[Stored data entries]

====================

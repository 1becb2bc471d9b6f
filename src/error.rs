//! Error types for the audio pipeline, word storage and word entry

use crate::ai::AiError;
use thiserror::Error;

/// Errors raised by capture, transport encoding, decoding and playback.
#[derive(Debug, Error)]
pub enum AudioError {
    /// No microphone, permission denied, or the audio server refused the stream.
    #[error("Audio device unavailable: {0}")]
    DeviceUnavailable(String),

    /// The microphone is already held by another capture session.
    #[error("Microphone is already in use by another recording")]
    DeviceBusy,

    /// The encoded recording could not be read for transport.
    #[error("Could not read recorded audio: {0}")]
    CodecReadError(String),

    /// Raw PCM whose length is not a whole number of frames.
    #[error("Malformed PCM data: {len} bytes is not a multiple of {frame_bytes}-byte frames")]
    MalformedAudioData { len: usize, frame_bytes: usize },

    /// Sample rate or channel count out of range.
    #[error("Invalid audio format: {0}")]
    InvalidFormat(String),

    /// Text that is not valid base64.
    #[error("Invalid base64 audio payload: {0}")]
    InvalidTransportText(#[from] base64::DecodeError),

    /// Writing the recording container failed.
    #[error("Failed to encode recording: {0}")]
    Encode(#[from] hound::Error),
}

/// Errors raised while persisting the word list.
#[derive(Debug, Error)]
pub enum StoreError {
    #[error("Failed to access word store: {0}")]
    Io(#[from] std::io::Error),

    #[error("Failed to serialize words: {0}")]
    Serialize(#[from] serde_json::Error),
}

/// Why a new word was not added
#[derive(Debug, Error)]
pub enum AddWordError {
    #[error("Please type a word to add")]
    EmptyWord,

    #[error("Failed to generate details for \"{word}\"")]
    Details {
        word: String,
        #[source]
        source: AiError,
    },
}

====================

Give back each line above exactly as written.

repository 1becb2bc471d9b6f
filename src/error.rs
//! Error types for the audio pipeline, word storage and word entry

use crate::ai::AiError;
use thiserror::Error;

/// Errors raised by capture, transport encoding, decoding and playback.
#[derive(Debug, Error)]
pub enum AudioError {
    /// No microphone, permission denied, or the audio server refused the stream.
    #[error("Audio device unavailable: {0}")]
    DeviceUnavailable(String),

    /// The microphone is already held by another capture session.
    #[error("Microphone is already in use by another recording")]
    DeviceBusy,

    /// The encoded recording could not be read for transport.
    #[error("Could not read recorded audio: {0}")]
    CodecReadError(String),

    /// Raw PCM whose length is not a whole number of frames.
    #[error("Malformed PCM data: {len} bytes is not a multiple of {frame_bytes}-byte frames")]
    MalformedAudioData { len: usize, frame_bytes: usize },

    /// Sample rate or channel count out of range.
    #[error("Invalid audio format: {0}")]
    InvalidFormat(String),

    /// Text that is not valid base64.
    #[error("Invalid base64 audio payload: {0}")]
    InvalidTransportText(#[from] base64::DecodeError),

    /// Writing the recording container failed.
    #[error("Failed to encode recording: {0}")]
    Encode(#[from] hound::Error),
}

/// Errors raised while persisting the word list.
#[derive(Debug, Error)]
pub enum StoreError {
    #[error("Failed to access word store: {0}")]
    Io(#[from] std::io::Error),

    #[error("Failed to serialize words: {0}")]
    Serialize(#[from] serde_json::Error),
}

/// Why a new word was not added
#[derive(Debug, Error)]
pub enum AddWordError {
    #[error("Please type a word to add")]
    EmptyWord,

    #[error("Failed to generate details for \"{word}\"")]
    Details {
        word: String,
        #[source]
        source: AiError,
    },
}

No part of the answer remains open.